The design is the same, but the stamped text is a bit thinner and the glyphs are blockier.
I am surprised how much this change is bothering me, to be honest. It has never occurred to me how much that is a defining feature. The first one I saw I assumed had to be fake!
@TechConnectify Interesting that the USA is still stamping licence plates. The UK stopped doing this back in the 1970s. There was a brief period of vinyl over metal. Nowadays it's black vinyl under methacrylate with a highly reflective backing. There has recently been a spate of barely legal "3D" plates with plastic letters stuck to the front of a reflective plate. (Now outlawed for new cars.)

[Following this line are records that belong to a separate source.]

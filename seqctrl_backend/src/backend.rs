//! Execution backends: the consumers of a [`CompiledProgram`].
//!
//! A backend receives the program by value, so each compiled buffer is played at most once.
//!
//! - [`SimulationSink`] keeps the last program for inspection and performs no I/O.
//! - [`HardwareSink`] programs the synthesizer table over its serial link, then plays the
//!   timeline on a [`ClockedOutput`]. The synthesizer is always fully programmed before the
//!   clocked stream is armed, since the stream carries the synthesizer's trigger pulses.

use ndarray::{Array1, Array2, ArrayView2};
use std::io;

use seqcompiler_backend::{CompiledProgram, TickTimer, Word, SYNTH_CHANNELS};

use crate::error::BackendError;
use crate::link::SerialLink;
use crate::novatech::{Novatech409B, TableEntry, FULL_AMPLITUDE};

pub trait ExecutionBackend {
    fn execute(&mut self, program: CompiledProgram) -> Result<(), BackendError>;
}

/// A device that plays a flat sequence of output words at a fixed sample clock.
pub trait ClockedOutput {
    /// Writes `samples`, plays them at `clock_rate` Hz and blocks until done.
    ///
    /// Fails with [`BackendError::Timeout`] if playback does not finish within `timeout` seconds.
    fn play(&mut self, samples: &[Word], clock_rate: f64, timeout: f64)
        -> Result<(), BackendError>;
}

/// Upper bound on playback time: the programmed runtime rounded up to a whole second, plus
/// 100 ms for arming.
pub fn playback_timeout(runtime: f64) -> f64 {
    runtime.ceil() + 0.1
}

#[derive(Default)]
pub struct SimulationSink {
    waveform: Option<Array1<Word>>,
    synth_table: Option<Array2<f64>>,
    executions: usize,
}

impl SimulationSink {
    pub fn new() -> Self {
        Self::default()
    }

    /// Timeline of the last executed program.
    pub fn waveform(&self) -> Option<&Array1<Word>> {
        self.waveform.as_ref()
    }

    /// Synthesizer rows of the last executed program.
    pub fn synth_table(&self) -> Option<&Array2<f64>> {
        self.synth_table.as_ref()
    }

    pub fn executions(&self) -> usize {
        self.executions
    }
}

impl ExecutionBackend for SimulationSink {
    fn execute(&mut self, program: CompiledProgram) -> Result<(), BackendError> {
        let runtime = program.runtime();
        let (words, rows) = program.into_parts();
        log::info!(
            "Simulated run of {runtime} s: waveform {:?}, synthesizer table {:?}",
            words.shape(),
            rows.shape()
        );
        self.waveform = Some(words);
        self.synth_table = Some(rows);
        self.executions += 1;
        Ok(())
    }
}

type Connect<L> = Box<dyn FnMut() -> io::Result<L>>;

/// Loads `rows` into the device table on every channel, followed by a terminal copy of the last
/// row, and arms the table.
pub fn program_synth_table<L: SerialLink>(
    dds: &mut Novatech409B<L>,
    rows: ArrayView2<f64>,
) -> Result<(), BackendError> {
    dds.setup()?;
    dds.table_mode_define()?;
    let mut timer = TickTimer::new();
    let entry = |channel, index, mhz, terminal| TableEntry {
        channel,
        index,
        mhz,
        phase: 0,
        amplitude: FULL_AMPLITUDE,
        terminal,
    };
    for (index, row) in rows.outer_iter().enumerate() {
        for (channel, &mhz) in row.iter().enumerate().take(SYNTH_CHANNELS) {
            dds.program_table_entry(&entry(channel, index, mhz, false))?;
        }
    }
    // Repeat the last row as a terminal entry so the table stops there
    if let Some(last) = rows.outer_iter().last() {
        for (channel, &mhz) in last.iter().enumerate().take(SYNTH_CHANNELS) {
            dds.program_table_entry(&entry(channel, rows.nrows(), mhz, true))?;
        }
    }
    dds.table_mode_run()?;
    timer.tick_log(&format!("Programmed {} synthesizer rows", rows.nrows()));
    Ok(())
}

/// Plays programs on real hardware.
///
/// `O` is the clocked output. The synthesizer link, if any, is opened anew for each program and
/// closed again before playback, whether or not programming succeeded.
pub struct HardwareSink<O: ClockedOutput, L: SerialLink> {
    output: O,
    connect: Option<Connect<L>>,
}

impl<O: ClockedOutput, L: SerialLink> HardwareSink<O, L> {
    /// A sink without synthesizer; synthesizer rows are not programmed.
    pub fn new(output: O) -> Self {
        Self {
            output,
            connect: None,
        }
    }

    /// A sink that opens the synthesizer link with `connect` before each playback.
    pub fn with_synth<F>(output: O, connect: F) -> Self
    where
        F: FnMut() -> io::Result<L> + 'static,
    {
        Self {
            output,
            connect: Some(Box::new(connect)),
        }
    }

    pub fn output(&self) -> &O {
        &self.output
    }

    fn program_synth(&mut self, rows: ArrayView2<f64>) -> Result<(), BackendError> {
        let connect = match self.connect.as_mut() {
            Some(connect) => connect,
            None => {
                if rows.nrows() > 0 {
                    log::warn!(
                        "No synthesizer link configured, {} rows are not programmed",
                        rows.nrows()
                    );
                }
                return Ok(());
            }
        };
        if rows.nrows() == 0 {
            log::info!("No synthesizer rows to program");
            return Ok(());
        }
        let link = connect().map_err(crate::error::NovatechError::from)?;
        let mut dds = Novatech409B::new(link);
        let result = program_synth_table(&mut dds, rows);
        // Close the link before reporting
        drop(dds.close());
        if let Err(err) = &result {
            log::error!("{err}");
        }
        result
    }
}

impl<O: ClockedOutput, L: SerialLink> ExecutionBackend for HardwareSink<O, L> {
    fn execute(&mut self, program: CompiledProgram) -> Result<(), BackendError> {
        let clock_rate = program.clock_rate();
        let timeout = playback_timeout(program.runtime());
        let (words, rows) = program.into_parts();

        self.program_synth(rows.view())?;
        drop(rows);

        let samples = words.into_raw_vec();
        log::info!(
            "Playing {} samples at {clock_rate} Hz, timeout {timeout} s",
            samples.len()
        );
        let mut timer = TickTimer::new();
        self.output.play(&samples, clock_rate, timeout)?;
        timer.tick_log("Playback");
        Ok(())
    }
}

And you don't need to get a plate made by the government. Most auto supplies shops can do it.
@nowster plenty of states don't these days, but to be honest I don't see a reason not to other than to make the process a little cheaper. It certainly makes fake plates easy to spot.
On the point of dealerships, some of them are given a supply of pre-made plates from the state. Others, though, register your car with a temporary plate and then you get a real one in the mail in a month or so.
@mark @nowster mmm that's not really what I mean by temporary.
Dealerships do have a special dealer plate (which changes color every year) they can slap on any car to move them around or for test drives or whatever.
But at least in Illinois, the plate only serves to reference who the car belongs to. It doesn't stick with the car, it's the driver's property. So a temp plate is just a laminated piece of paper to serve that purpose between when the car is bought and the state issues a real plate.
@mark @nowster and every time the car is sold, the owner is obliged to take the plates off. If they're getting a new car, they can be transferred to the new one for a fee. Or they can just keep them as a souvenir. Or recycle them at registration offices or stick 'em in any mailbox.
If you wake up and find your plates were stolen you report them as stolen and are issued new ones. The state handles all of it and it's honestly surprising to me that that's delegated in other countries.
@TechConnectify @mark @nowster here in Romania it's even more ridiculous - thet technically belong to the car, but you're required to take the plates off and return them to the registration authority when you sell the car.
The new owner can then explicitly request to use the same number, and I think end up picking up the same plates that were dropped off by the person they got the car from but with an extra trip and paperwork involved
@hazelnot sometimes it's nice to know that our government actually has a few things it's doing *better* than other places!